Wednesday, July 15, 2015

I'm Not Standing with Margie...

...and no self-respecting member of the LGBT community should either.

If you're unfamiliar with the story, on July 3rd, Margie Winters received a letter from Waldron Mercy Academy informing her that she was being let go. For eight years, Margie Winters had been a beloved teacher at Waldron Mercy in Merion Station, PA, just outside Philadelphia. After she was fired, friends and family, parents of her students and Margie's colleagues, quickly created a Facebook page declaring "We stand with Margie Winters." 

Margie, a lesbian wed to her loving partner, was told she was being fired because of her relationship. Why wouldn't any reasonable member of the LGBT community stand with Margie?

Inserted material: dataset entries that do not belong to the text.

#[cfg(test)]
mod tests {
    use super::*;
    use crate::ssh::{AuthProviders, SessionConnector, SshCredentials, SshSession};
    use async_trait::async_trait;
    use std::sync::atomic::AtomicUsize;
    use tempfile::TempDir;

    /// Fake git: a mirror is a directory with HEAD, every ref resolves to "c0ffee"
    /// unless listed in `missing`.
    struct FakeGit {
        fetches: AtomicUsize,
        fail_fetches: AtomicUsize,
        delay: Duration,
        missing: Vec<String>,
    }

    impl FakeGit {
        fn new(delay: Duration) -> Self {
            Self {
                fetches: AtomicUsize::new(0),
                fail_fetches: AtomicUsize::new(0),
                delay,
                missing: vec![],
            }
        }

        fn fetches(&self) -> usize {
            self.fetches.load(Ordering::SeqCst)
        }
    }

    #[async_trait]
    impl GitBackend for FakeGit {
        async fn fetch(
            &self,
            url: &GitUrl,
            mirror_dir: &Path,
            _transport: &GitTransport,
        ) -> KeelResult<()> {
            self.fetches.fetch_add(1, Ordering::SeqCst);
            tokio::time::sleep(self.delay).await;
            if self.fail_fetches.load(Ordering::SeqCst) > 0 {
                self.fail_fetches.fetch_sub(1, Ordering::SeqCst);
                return Err(KeelError::fetch(url.repo_key(), "connection reset"));
            }
            std::fs::create_dir_all(mirror_dir).unwrap();
            std::fs::write(mirror_dir.join("HEAD"), "ref: refs/heads/main").unwrap();
            Ok(())
        }

        async fn resolve_ref(
            &self,
            mirror_dir: &Path,
            git_ref: Option<&str>,
        ) -> KeelResult<Option<String>> {
            if !mirror_dir.join("HEAD").exists() {
                return Ok(None);
            }
            if git_ref.is_some_and(|r| self.missing.iter().any(|m| m == r)) {
                return Ok(None);
            }
            Ok(Some("c0ffee".to_string()))
        }

        async fn checkout(&self, _mirror: &Path, commit: &str, dest: &Path) -> KeelResult<()> {
            std::fs::create_dir_all(dest).unwrap();
            std::fs::write(dest.join("COMMIT"), commit).unwrap();
            Ok(())
        }
    }

    struct RefusingConnector;

    #[async_trait]
    impl SessionConnector for RefusingConnector {
        async fn connect(
            &self,
            target: &SshTarget,
            _creds: &SshCredentials,
        ) -> KeelResult<SshSession> {
            Err(KeelError::Auth {
                host: target.to_string(),
                reason: "Permission denied (publickey)".to_string(),
            })
        }

        async fn disconnect(&self, _session: &SshSession) -> KeelResult<()> {
            Ok(())
        }
    }

    fn pool() -> Arc<ConnectionPool> {
        Arc::new(ConnectionPool::new(
            Arc::new(RefusingConnector),
            Arc::new(AuthProviders::new(vec![])),
        ))
    }

    fn cache(root: &Path, git: Arc<FakeGit>) -> SourceCache {
        SourceCache::with_backend(root.to_path_buf(), pool(), git)
    }

    fn url(s: &str) -> GitUrl {
        GitUrl::parse(s).unwrap()
    }

    #[tokio::test]
    async fn concurrent_resolves_share_one_fetch() {
        let temp = TempDir::new().unwrap();
        let git = Arc::new(FakeGit::new(Duration::from_millis(50)));
        let cache = Arc::new(cache(temp.path(), Arc::clone(&git)));

        let mut tasks = Vec::new();
        for _ in 0..6 {
            let cache = Arc::clone(&cache);
            tasks.push(tokio::spawn(async move {
                cache
                    .resolve(&url("https://example.com/org/base.git"), Some("main"))
                    .await
            }));
        }

        let mut paths = Vec::new();
        for task in tasks {
            paths.push(task.await.unwrap().unwrap().path);
        }

        assert_eq!(git.fetches(), 1);
        assert!(paths.iter().all(|p| p == &paths[0]));
        assert!(paths[0].join("COMMIT").exists());
    }

    #[tokio::test]
    async fn zero_interval_fetches_every_sequential_call() {
        let temp = TempDir::new().unwrap();
        let git = Arc::new(FakeGit::new(Duration::ZERO));
        let cache = cache(temp.path(), Arc::clone(&git));
        let u = url("https://example.com/org/base.git");

        cache.resolve(&u, None).await.unwrap();
        cache.resolve(&u, None).await.unwrap();
        assert_eq!(git.fetches(), 2);
    }

    #[tokio::test]
    async fn interval_skips_network_and_survives_restart() {
        let temp = TempDir::new().unwrap();
        let git = Arc::new(FakeGit::new(Duration::ZERO));
        let u = url("https://example.com/org/base.git");

        let first = cache(temp.path(), Arc::clone(&git)).with_update_interval(Duration::from_secs(3600));
        first.resolve(&u, Some("main")).await.unwrap();
        first.resolve(&u, Some("main")).await.unwrap();
        assert_eq!(git.fetches(), 1);

        // Same root, new process-level cache: stamp is read back from disk.
        let second = cache(temp.path(), Arc::clone(&git)).with_update_interval(Duration::from_secs(3600));
        second.resolve(&u, Some("main")).await.unwrap();
        assert_eq!(git.fetches(), 1);
    }

    #[tokio::test]
    async fn missing_ref_fetches_inside_interval() {
        let temp = TempDir::new().unwrap();
        let mut fake = FakeGit::new(Duration::ZERO);
        fake.missing = vec!["release".to_string()];
        let git = Arc::new(fake);
        let cache = cache(temp.path(), Arc::clone(&git)).with_update_interval(Duration::from_secs(3600));
        let u = url("https://example.com/org/base.git");

        cache.resolve(&u, Some("main")).await.unwrap();
        let err = cache.resolve(&u, Some("release")).await.unwrap_err();

        assert_eq!(git.fetches(), 2);
        assert!(matches!(err, KeelError::Fetch { ref reason, .. } if reason.contains("release")));
    }

    #[tokio::test]
    async fn unrelated_keys_fetch_independently() {
        let temp = TempDir::new().unwrap();
        let git = Arc::new(FakeGit::new(Duration::ZERO));
        let cache = cache(temp.path(), Arc::clone(&git));

        let a = cache.resolve(&url("https://example.com/org/a.git"), None).await.unwrap();
        let b = cache.resolve(&url("https://example.com/org/b.git"), None).await.unwrap();

        assert_ne!(a.path, b.path);
        assert_eq!(git.fetches(), 2);
        assert_eq!(cache.len(), 2);
    }

    #[tokio::test]
    async fn override_never_touches_network() {
        let temp = TempDir::new().unwrap();
        let git = Arc::new(FakeGit::new(Duration::ZERO));
        let overrides = Overrides::parse_all(&["github.com:org/repo=/work/repo"]).unwrap();
        let cache = cache(temp.path(), Arc::clone(&git)).with_overrides(overrides);

        // An SSH URL would fail in the refusing pool if it were ever fetched.
        let resolved = cache
            .resolve(&url("git@github.com:org/repo.git"), Some("main"))
            .await
            .unwrap();

        assert!(resolved.overridden);
        assert_eq!(resolved.path, PathBuf::from("/work/repo"));
        assert_eq!(git.fetches(), 0);
        assert!(cache.is_empty());
    }

    #[tokio::test]
    async fn failed_fetch_does_not_move_stamp() {
        let temp = TempDir::new().unwrap();
        let git = Arc::new(FakeGit::new(Duration::ZERO));
        git.fail_fetches.store(1, Ordering::SeqCst);
        let cache = cache(temp.path(), Arc::clone(&git)).with_update_interval(Duration::from_secs(3600));
        let u = url("https://example.com/org/base.git");

        let err = cache.resolve(&u, None).await.unwrap_err();
        assert!(matches!(err, KeelError::Fetch { .. }));

        cache.resolve(&u, None).await.unwrap();
        assert_eq!(git.fetches(), 2);
    }

    #[tokio::test]
    async fn ssh_auth_failure_surfaces_as_fetch_error() {
        let temp = TempDir::new().unwrap();
        let git = Arc::new(FakeGit::new(Duration::ZERO));
        let cache = cache(temp.path(), Arc::clone(&git));

        let err = cache
            .resolve(&url("git@github.com:org/private.git"), None)
            .await
            .unwrap_err();

        assert!(matches!(err, KeelError::Fetch { ref key, .. } if key == "github.com/org/private"));
        assert_eq!(git.fetches(), 0);
    }

    #[tokio::test]
    async fn resolve_observes_deadline() {
        let temp = TempDir::new().unwrap();
        let git = Arc::new(FakeGit::new(Duration::from_secs(5)));
        let cache = cache(temp.path(), git).with_deadline(Instant::now() + Duration::from_millis(20));

        let err = cache
            .resolve(&url("https://example.com/org/slow.git"), None)
            .await
            .unwrap_err();
        assert!(err.is_timeout());
    }

    #[tokio::test]
    async fn clear_forces_refetch_inside_interval() {
        let temp = TempDir::new().unwrap();
        let git = Arc::new(FakeGit::new(Duration::ZERO));
        let cache = cache(temp.path(), Arc::clone(&git)).with_update_interval(Duration::from_secs(3600));
        let u = url("https://example.com/org/base.git");

        let resolved = cache.resolve(&u, Some("main")).await.unwrap();
        let key_dir = resolved.path.parent().unwrap().parent().unwrap().to_path_buf();
        assert!(key_dir.join(STAMP_FILE).exists());

        assert_eq!(cache.clear().await.unwrap(), 1);
        assert!(!key_dir.exists());
        assert!(cache.is_empty());

        let again = cache.resolve(&u, Some("main")).await.unwrap();
        assert_eq!(git.fetches(), 2);
        assert_eq!(again.path, resolved.path);
        assert!(again.path.join("COMMIT").exists());
    }

    #[tokio::test]
    async fn clear_on_missing_root_is_a_noop() {
        let temp = TempDir::new().unwrap();
        let git = Arc::new(FakeGit::new(Duration::ZERO));
        let cache = cache(&temp.path().join("absent"), git);

        assert_eq!(cache.clear().await.unwrap(), 0);
    }

    #[test]
    fn dir_names_are_safe_and_distinct() {
        let a = dir_name("github.com/org/repo");
        let b = dir_name("github.com/org-repo");
        assert!(a.starts_with("github-com-org-repo-"));
        assert_ne!(a, b);
        assert!(!dir_name("v1.2.0").contains('.'));
    }
}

Because Waldron Mercy is a Catholic school.


It's difficult, even contentious, to draw a line when it comes to supporting those in our community. But without a line, our causes begin to unravel. Margie's dedication to Waldron Mercy, and especially her Catholic faith, is at odds with her inclusion in the LGBT community, as well as those who stand with her as a perceived sister in our fight for equality. Margie didn't choose to be a lesbian but she did choose to be a Catholic, to teach the principles of Catholicism at Waldron Mercy.

This is a church that teaches that same-sex marriage is wrong, that Waldron Mercy's LGBT students - likely far more confused than those in the secular school systems - are flawed. Margie chose to alienate her brothers and sisters in the LGBT community by claiming allegiance to the Catholic faith.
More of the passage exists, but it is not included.